EXERCISE BRIEF:
The reply to the records below should contain exactly the lines from the line with "pub fn is_path_pinned(&self, path: &str)" through the line with "pub fn media_path(&self, media_id: MediaId)", and nothing besides.

[Collected data]
* * * *

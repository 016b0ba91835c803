//! The media store service.
//!
//! [`MediaStore`] ties the durable catalog of pinned sources to the registry
//! of open streams. It is constructed explicitly and passed to whoever needs
//! it; there is no process-wide instance.

use mediastore_common::{Error, MediaId, Result};
use mediastore_db::{MediaCatalog, MediaRecord, SqliteCatalogStore};
use parking_lot::Mutex;
use std::path::PathBuf;
use std::sync::Arc;
use tracing::{info, warn};

use crate::cache::CacheStat;
use crate::config::{Config, StoreConfig};
use crate::registry::StreamRegistry;
use crate::source::{DefaultSourceFactory, SourceFactory};
use crate::stream::MediaStream;

pub struct MediaStore {
    config: StoreConfig,
    catalog: MediaCatalog,
    registry: StreamRegistry,
    /// Serializes pin, unpin and open so a stream never outlives its pin.
    lifecycle: Mutex<()>,
}

impl MediaStore {
    pub fn new(config: Config, catalog: MediaCatalog, sources: Arc<dyn SourceFactory>) -> Self {
        Self {
            config: config.store.clone(),
            catalog,
            registry: StreamRegistry::new(config, sources),
            lifecycle: Mutex::new(()),
        }
    }

    /// Store over the SQLite catalog at `config.store.db_path`, reading local
    /// files.
    pub fn open_default(config: Config) -> Result<Self> {
        let catalog = MediaCatalog::new(SqliteCatalogStore::open(&config.store.db_path)?);
        Ok(Self::new(config, catalog, Arc::new(DefaultSourceFactory)))
    }

    pub fn config(&self) -> &StoreConfig {
        &self.config
    }

    pub fn catalog(&self) -> &MediaCatalog {
        &self.catalog
    }

    /// Create the cache directory and restore the catalog.
    pub fn initialize(&self) -> Result<()> {
        std::fs::create_dir_all(&self.config.cache_dir)?;
        let count = self.catalog.load()?;
        self.registry.initialize();
        info!(
            "Media store ready: {} pinned, cache in {:?}",
            count, self.config.cache_dir
        );
        Ok(())
    }

    /// Close every stream and write the catalog back.
    pub fn deinitialize(&self) -> Result<()> {
        let _lifecycle = self.lifecycle.lock();
        self.registry.deinitialize();
        self.catalog.save()?;
        info!("Media store shut down");
        Ok(())
    }

    /// Pin `path` and, if configured, start converting it right away.
    ///
    /// A failure to start the conversion is logged; the pin itself stands.
    pub fn pin_media(&self, path: &str) -> Result<MediaId> {
        let _lifecycle = self.lifecycle.lock();
        let media_id = self.catalog.pin(path)?;
        if self.config.open_on_pin && self.registry.open(media_id, path).is_none() {
            warn!("Pinned {} as {} but could not start conversion", path, media_id);
        }
        Ok(media_id)
    }

    pub fn is_pinned(&self, media_id: MediaId) -> bool {
        self.catalog.is_pinned(media_id)
    }

    pub fn is_path_pinned(&self, path: &str) -> bool {
        self.catalog.is_path_pinned(path)
    }

    /// Id of a pinned path, or [`MediaId::NONE`].
    pub fn media_id(&self, path: &str) -> MediaId {
        self.catalog.id_of(path).unwrap_or(MediaId::NONE)
    }

    /// Source path pinned under `media_id`.
    pub fn media_path(&self, media_id: MediaId) -> Option<String> {
        self.catalog.path_of(media_id)
    }

    /// Stop converting `media_id` and forget it.
    pub fn unpin_media(&self, media_id: MediaId) -> Result<bool> {
        let _lifecycle = self.lifecycle.lock();
        let Some(path) = self.catalog.path_of(media_id) else {
            return Ok(false);
        };

        let removed = self.catalog.unpin(media_id)?;
        self.registry.close(media_id);

        if removed && self.config.purge_on_unpin {
            let cache_path = self.build_local_path(&path);
            match std::fs::remove_file(&cache_path) {
                Ok(()) => info!("Removed cache file {:?}", cache_path),
                Err(e) if e.kind() == std::io::ErrorKind::NotFound => {}
                Err(e) => warn!("Failed to remove cache file {:?}: {}", cache_path, e),
            }
        }
        Ok(removed)
    }

    /// Open stream of a pinned id, starting it if needed.
    pub fn open(&self, media_id: MediaId) -> Option<Arc<MediaStream>> {
        let _lifecycle = self.lifecycle.lock();
        let path = self.catalog.path_of(media_id)?;
        self.registry.open(media_id, &path)
    }

    /// Stream of `media_id` if it is currently open.
    pub fn stream(&self, media_id: MediaId) -> Option<Arc<MediaStream>> {
        self.registry.get_stream(media_id)
    }

    /// Metadata of the cache file of `media_id`, without opening it.
    pub fn stat(&self, media_id: MediaId) -> Result<CacheStat> {
        let path = self
            .catalog
            .path_of(media_id)
            .ok_or_else(|| Error::not_found(format!("media {}", media_id)))?;
        if let Some(stream) = self.registry.get_stream(media_id) {
            return stream.stat();
        }
        let metadata = std::fs::metadata(self.build_local_path(&path))?;
        Ok(CacheStat::from_metadata(&metadata))
    }

    /// Everything pinned, by id.
    pub fn list(&self) -> Vec<MediaRecord> {
        self.catalog.records()
    }

    /// Number of streams currently open.
    pub fn open_streams(&self) -> usize {
        self.registry.len()
    }

    /// Cache file `source` converts into.
    pub fn build_local_path(&self, source: &str) -> PathBuf {
        self.registry.cache_path(source)
    }
}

* * * *

ANSWER TO THE EXERCISE:
    pub fn is_path_pinned(&self, path: &str) -> bool {
        self.catalog.is_path_pinned(path)
    }

    /// Id of a pinned path, or [`MediaId::NONE`].
    pub fn media_id(&self, path: &str) -> MediaId {
        self.catalog.id_of(path).unwrap_or(MediaId::NONE)
    }

    /// Source path pinned under `media_id`.
    pub fn media_path(&self, media_id: MediaId) -> Option<String> {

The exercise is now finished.